La atracción de talento fue una de las líneas estratégicas que se puso encima de la mesa cuando la URV diseñó su proyecto del Campus d’Excel·lència Internacional Catalunya Sud (CEICS). Este reconocimiento ha permitido incorporar el sello de excelencia en las nuevas convocatorias de personal.

«Cuando vine era el griego de la universidad. Me consideraban un bicho raro»
Ioanis Katakis
Ingeniero químico

«Para la URV, la visión de territorio ha sido siempre clave, pero si piensas en una universidad mundial es muy importante poder destacar y tener a los mejores en cada ámbito», describe el vicerrector de Personal Docent i Investigació.
El carácter investigador que ha potenciado la universidad ha jugado a favor de este proceso. Cuando las administraciones más próximas han reducido los fondos, estos profesionales han tenido que buscarse la vida en proyectos internacionales. La investigación se juega en una liga global. Esto ha facilitado las sinergias entre diferentes países y unos lazos de colaboración que acaban afectando a la movilidad y a este enriquecimiento. «Es muy positivo, porque la gente que viene mantiene la relación con la universidad de la que procedía y esto acaba generando unas redes de contactos que son muy importantes», describe el director del Departament d’Enginyeria Química.

¿Y qué hacen cuando llegan?
¿Se están aquí unos años y se van o se quedan? «La mayoría son personas que acaban estabilizándose y que quieren seguir con su carrera profesional aquí», explica Lluís Marsal.
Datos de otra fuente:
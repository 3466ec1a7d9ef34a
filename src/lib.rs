//! qprof is a host-side profiling layer for the command queues of a
//! compute runtime (OpenCL-style GPUs and other accelerators). It
//! ingests the timestamped start/end events that completed operations
//! leave behind on their queues and answers two questions: how much
//! wall-clock time did each *kind* of operation consume, and how much of
//! that time did different kinds of operation spend executing
//! concurrently?
//!
//! The answers come as aggregate statistics (absolute nanoseconds and
//! share of the grand total per operation name) and as a symmetric
//! overlap matrix (total overlapping nanoseconds for every pair of
//! names, the diagonal covering operations concurrent with other
//! instances of themselves). Application code typically uses them to
//! compare accelerated execution against a CPU baseline and to see
//! where speedups come from, or where scheduling eats them.
//!
//! # Feeding a profile
//!
//! qprof does not talk to any device. The runtime interop layer is
//! abstracted behind the [`EventSource`] trait: anything that can
//! produce a finite sequence of [`OpRecord`]s (a name plus four
//! profiling timestamps) can be attached to a [`Profile`] as a named
//! queue. [`VecSource`] is a ready-made in-memory implementation for
//! runtimes that extract timestamps eagerly, and the test double of
//! choice.
//!
//! Events may arrive in any order (queues run independently, and the
//! calculation re-sorts everything it needs), but all device work must
//! have completed, since profiling timestamps are only valid for
//! completed operations.
//!
//! # Example
//!
//! ```
//! use std::sync::Arc;
//! use qprof::{report, AggSort, OpRecord, OpTimes, OverlapSort, Profile, SortOrder, VecSource};
//!
//! let uploads = VecSource::from(vec![
//!     OpRecord::new("write_buffer", OpTimes::span(10, 45)),
//!     OpRecord::new("write_buffer", OpTimes::span(50, 80)),
//! ]);
//! let compute = VecSource::from(vec![
//!     OpRecord::new("simulate", OpTimes::span(40, 95)),
//! ]);
//!
//! let mut prof = Profile::new();
//! prof.add_queue("upload", Arc::new(uploads))?;
//! prof.add_queue("compute", Arc::new(compute))?;
//! prof.calc()?;
//!
//! // 35 ns of uploading overlapped with simulation.
//! assert_eq!(prof.overlap_time()?, 35);
//! assert_eq!(prof.effective_time()?, prof.total_time()? - 35);
//!
//! let text = report::summary(
//!     &mut prof,
//!     (AggSort::Time, SortOrder::Descending),
//!     (OverlapSort::Duration, SortOrder::Descending),
//! )?;
//! assert!(text.contains("write_buffer"));
//! # Ok::<(), qprof::Error>(())
//! ```
//!
//! # What this crate is not
//!
//! This crate never schedules or dispatches work and keeps no state
//! beyond the in-memory session; the delimited [`report::export`] stream
//! is a serialization of already-computed facts. Profiles are plain
//! single-threaded values: presentation sorting reorders the stored
//! collections in place, so share one across threads only behind your
//! own synchronization.

#![deny(missing_docs)]
#![warn(rust_2018_idioms)]

mod error;
mod profile;
mod source;

pub mod report;

pub use error::{Error, InfoUnavailable, Result};
pub use profile::{
    AggSort, Aggregate, EventInfo, EventInstant, InfoSort, InstantKind, InstantSort, Overlap,
    OverlapSort, Profile, SortOrder,
};
pub use source::{EventSource, OpRecord, OpTimes, VecSource};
Alex Fragoso llegó con un contrato de postdoctorado y de esto ya hace doce años. Este cubano ejercía de profesor en la Universidad de La Habana, cuando se fue con una beca a Madrid y después de allí a Tarragona. «Lo primero que me sorprendió fue la diversidad cultural. Me encontré que en este departamento –el de Ingeniería Química– había muchos extranjeros y que el idioma que se utilizaba era el inglés», describe.

«Tenemos una ventaja enorme. Si obtenemos resultados, hacemos lo que nos da la gana»
Christophe Bengoa
Ingeniero químico

Fragoso explica que esta diversidad genera un ambiente en el que «se hace fácil trabajar» y que «enseguida me atrajo». «Es una situación que te enriquece mucho tanto a nivel personal como profesional ya que hay mucha gente que hace muchas cosas diferentes», concluye.